__BRIEF__
Write all of the entries out again exactly.

------------------------------

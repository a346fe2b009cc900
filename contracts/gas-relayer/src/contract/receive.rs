use cosmwasm_std::{
    coin, BankMsg, DepsMut, Env, HexBinary, Response, Storage, SubMsg, SubMsgResult,
};
use error_stack::{ensure, Result, ResultExt};
use lz_endpoint_api::{ChainId, LzReceiveMsg};
use relayer_wasm_std::address;

use super::{execute, NONBLOCKING_RECEIVE_REPLY_ID};
use crate::events::RelayerEvent;
use crate::msg::{ExecuteMsg, QueryMsg};
use crate::state;
use crate::Recipient;

#[derive(thiserror::Error, Debug)]
pub enum Error {
    #[error("failed to access the relayer state")]
    State,
    #[error("source {src_address} is not the trusted remote of chain {src_chain_id}")]
    UntrustedRemote {
        src_chain_id: ChainId,
        src_address: HexBinary,
    },
    #[error("invalid payload")]
    InvalidPayload,
    #[error("recipient {0} is not a valid address on this chain")]
    InvalidRecipient(Recipient),
    #[error("relayer balance cannot cover the delivery")]
    Balance,
    #[error("no failed message {nonce} from chain {src_chain_id} is stored")]
    FailedMessageNotFound { src_chain_id: ChainId, nonce: u64 },
    #[error("payload hash {actual} does not match the stored hash {expected}")]
    InvalidPayloadHash {
        expected: HexBinary,
        actual: HexBinary,
    },
}

/// Validates an inbound message from the endpoint and dispatches its delivery.
///
/// An untrusted source or malformed payload rejects the whole call. Once validated, the delivery
/// runs as a self-call whose failure is caught in `reply` and stored for a retry, so the endpoint
/// sees the message as received either way.
pub fn lz_receive(deps: DepsMut, env: Env, msg: LzReceiveMsg) -> Result<Response, Error> {
    ensure_trusted_remote(deps.storage, msg.src_chain_id, &msg.src_address)?;
    Recipient::abi_decode(&msg.payload).change_context(Error::InvalidPayload)?;

    state::save_pending_delivery(deps.storage, &msg).change_context(Error::State)?;

    let relayer = client::ContractClient::<ExecuteMsg, QueryMsg>::new(
        deps.querier,
        env.contract.address,
    );

    Ok(Response::new().add_submessage(SubMsg::reply_always(
        relayer.execute(&ExecuteMsg::NonblockingLzReceive(msg)),
        NONBLOCKING_RECEIVE_REPLY_ID,
    )))
}

fn ensure_trusted_remote(
    storage: &dyn Storage,
    src_chain_id: ChainId,
    src_address: &HexBinary,
) -> Result<(), Error> {
    let trusted = state::may_load_trusted_remote(storage, src_chain_id)
        .change_context(Error::State)?;

    ensure!(
        trusted.as_ref() == Some(src_address),
        Error::UntrustedRemote {
            src_chain_id,
            src_address: src_address.clone(),
        }
    );

    Ok(())
}

/// Pays the configured delivery amount to the recipient encoded in the payload.
pub fn deliver(deps: DepsMut, env: Env, msg: LzReceiveMsg) -> Result<Response, Error> {
    let config = state::load_config(deps.storage).change_context(Error::State)?;

    let recipient = Recipient::abi_decode(&msg.payload).change_context(Error::InvalidPayload)?;
    let recipient = address::from_bytes(deps.api, recipient.as_slice())
        .change_context(Error::InvalidRecipient(recipient))?;

    execute::ensure_balance(
        deps.querier,
        &env.contract.address,
        &config.denom,
        config.delivery_amount,
    )
    .change_context(Error::Balance)?;

    Ok(Response::new()
        .add_message(BankMsg::Send {
            to_address: recipient.to_string(),
            amount: vec![coin(config.delivery_amount.u128(), &config.denom)],
        })
        .add_event(
            RelayerEvent::GasReceived {
                recipient,
                src_chain_id: msg.src_chain_id,
                amount: config.delivery_amount,
            },
        ))
}

pub fn handle_delivery_result(deps: DepsMut, result: SubMsgResult) -> Result<Response, Error> {
    let msg = state::take_pending_delivery(deps.storage).change_context(Error::State)?;

    match result {
        SubMsgResult::Ok(_) => Ok(Response::new()),
        SubMsgResult::Err(reason) => {
            state::save_failed_message(deps.storage, &msg).change_context(Error::State)?;

            Ok(Response::new().add_event(
                RelayerEvent::MessageFailed {
                    src_chain_id: msg.src_chain_id,
                    src_address: msg.src_address,
                    nonce: msg.nonce,
                    payload: msg.payload,
                    reason,
                },
            ))
        }
    }
}

/// Re-runs a stored failed delivery. The stored entry is only cleared if the delivery succeeds.
pub fn retry_message(mut deps: DepsMut, env: Env, msg: LzReceiveMsg) -> Result<Response, Error> {
    let LzReceiveMsg {
        src_chain_id,
        src_address,
        nonce,
        ..
    } = msg.clone();

    let expected = state::may_load_failed_message(deps.storage, src_chain_id, &src_address, nonce)
        .change_context(Error::State)?
        .ok_or(Error::FailedMessageNotFound {
            src_chain_id,
            nonce,
        })?;

    let actual = state::payload_hash(&msg.payload);
    ensure!(
        actual == expected,
        Error::InvalidPayloadHash { expected, actual }
    );

    let response = deliver(deps.branch(), env, msg)?;
    state::remove_failed_message(deps.storage, src_chain_id, &src_address, nonce);

    Ok(response.add_event(
        RelayerEvent::RetryMessageSuccess {
            src_chain_id,
            src_address,
            nonce,
            payload_hash: actual,
        },
    ))
}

------------------------------

__SOLVED PROBLEM__
repository a346fe2b009cc900
filename contracts/gas-relayer/src/contract/receive.rs
use cosmwasm_std::{
    coin, BankMsg, DepsMut, Env, HexBinary, Response, Storage, SubMsg, SubMsgResult,
};
use error_stack::{ensure, Result, ResultExt};
use lz_endpoint_api::{ChainId, LzReceiveMsg};
use relayer_wasm_std::address;

use super::{execute, NONBLOCKING_RECEIVE_REPLY_ID};
use crate::events::RelayerEvent;
use crate::msg::{ExecuteMsg, QueryMsg};
use crate::state;
use crate::Recipient;

#[derive(thiserror::Error, Debug)]
pub enum Error {
    #[error("failed to access the relayer state")]
    State,
    #[error("source {src_address} is not the trusted remote of chain {src_chain_id}")]
    UntrustedRemote {
        src_chain_id: ChainId,
        src_address: HexBinary,
    },
    #[error("invalid payload")]
    InvalidPayload,
    #[error("recipient {0} is not a valid address on this chain")]
    InvalidRecipient(Recipient),
    #[error("relayer balance cannot cover the delivery")]
    Balance,
    #[error("no failed message {nonce} from chain {src_chain_id} is stored")]
    FailedMessageNotFound { src_chain_id: ChainId, nonce: u64 },
    #[error("payload hash {actual} does not match the stored hash {expected}")]
    InvalidPayloadHash {
        expected: HexBinary,
        actual: HexBinary,
    },
}

/// Validates an inbound message from the endpoint and dispatches its delivery.
///
/// An untrusted source or malformed payload rejects the whole call. Once validated, the delivery
/// runs as a self-call whose failure is caught in `reply` and stored for a retry, so the endpoint
/// sees the message as received either way.
pub fn lz_receive(deps: DepsMut, env: Env, msg: LzReceiveMsg) -> Result<Response, Error> {
    ensure_trusted_remote(deps.storage, msg.src_chain_id, &msg.src_address)?;
    Recipient::abi_decode(&msg.payload).change_context(Error::InvalidPayload)?;

    state::save_pending_delivery(deps.storage, &msg).change_context(Error::State)?;

    let relayer = client::ContractClient::<ExecuteMsg, QueryMsg>::new(
        deps.querier,
        env.contract.address,
    );

    Ok(Response::new().add_submessage(SubMsg::reply_always(
        relayer.execute(&ExecuteMsg::NonblockingLzReceive(msg)),
        NONBLOCKING_RECEIVE_REPLY_ID,
    )))
}

fn ensure_trusted_remote(
    storage: &dyn Storage,
    src_chain_id: ChainId,
    src_address: &HexBinary,
) -> Result<(), Error> {
    let trusted = state::may_load_trusted_remote(storage, src_chain_id)
        .change_context(Error::State)?;

    ensure!(
        trusted.as_ref() == Some(src_address),
        Error::UntrustedRemote {
            src_chain_id,
            src_address: src_address.clone(),
        }
    );

    Ok(())
}

/// Pays the configured delivery amount to the recipient encoded in the payload.
pub fn deliver(deps: DepsMut, env: Env, msg: LzReceiveMsg) -> Result<Response, Error> {
    let config = state::load_config(deps.storage).change_context(Error::State)?;

    let recipient = Recipient::abi_decode(&msg.payload).change_context(Error::InvalidPayload)?;
    let recipient = address::from_bytes(deps.api, recipient.as_slice())
        .change_context(Error::InvalidRecipient(recipient))?;

    execute::ensure_balance(
        deps.querier,
        &env.contract.address,
        &config.denom,
        config.delivery_amount,
    )
    .change_context(Error::Balance)?;

    Ok(Response::new()
        .add_message(BankMsg::Send {
            to_address: recipient.to_string(),
            amount: vec![coin(config.delivery_amount.u128(), &config.denom)],
        })
        .add_event(
            RelayerEvent::GasReceived {
                recipient,
                src_chain_id: msg.src_chain_id,
                amount: config.delivery_amount,
            },
        ))
}

pub fn handle_delivery_result(deps: DepsMut, result: SubMsgResult) -> Result<Response, Error> {
    let msg = state::take_pending_delivery(deps.storage).change_context(Error::State)?;

    match result {
        SubMsgResult::Ok(_) => Ok(Response::new()),
        SubMsgResult::Err(reason) => {
            state::save_failed_message(deps.storage, &msg).change_context(Error::State)?;

            Ok(Response::new().add_event(
                RelayerEvent::MessageFailed {
                    src_chain_id: msg.src_chain_id,
                    src_address: msg.src_address,
                    nonce: msg.nonce,
                    payload: msg.payload,
                    reason,
                },
            ))
        }
    }
}

/// Re-runs a stored failed delivery. The stored entry is only cleared if the delivery succeeds.
pub fn retry_message(mut deps: DepsMut, env: Env, msg: LzReceiveMsg) -> Result<Response, Error> {
    let LzReceiveMsg {
        src_chain_id,
        src_address,
        nonce,
        ..
    } = msg.clone();

    let expected = state::may_load_failed_message(deps.storage, src_chain_id, &src_address, nonce)
        .change_context(Error::State)?
        .ok_or(Error::FailedMessageNotFound {
            src_chain_id,
            nonce,
        })?;

    let actual = state::payload_hash(&msg.payload);
    ensure!(
        actual == expected,
        Error::InvalidPayloadHash { expected, actual }
    );

    let response = deliver(deps.branch(), env, msg)?;
    state::remove_failed_message(deps.storage, src_chain_id, &src_address, nonce);

    Ok(response.add_event(
        RelayerEvent::RetryMessageSuccess {
            src_chain_id,
            src_address,
            nonce,
            payload_hash: actual,
        },
    ))
}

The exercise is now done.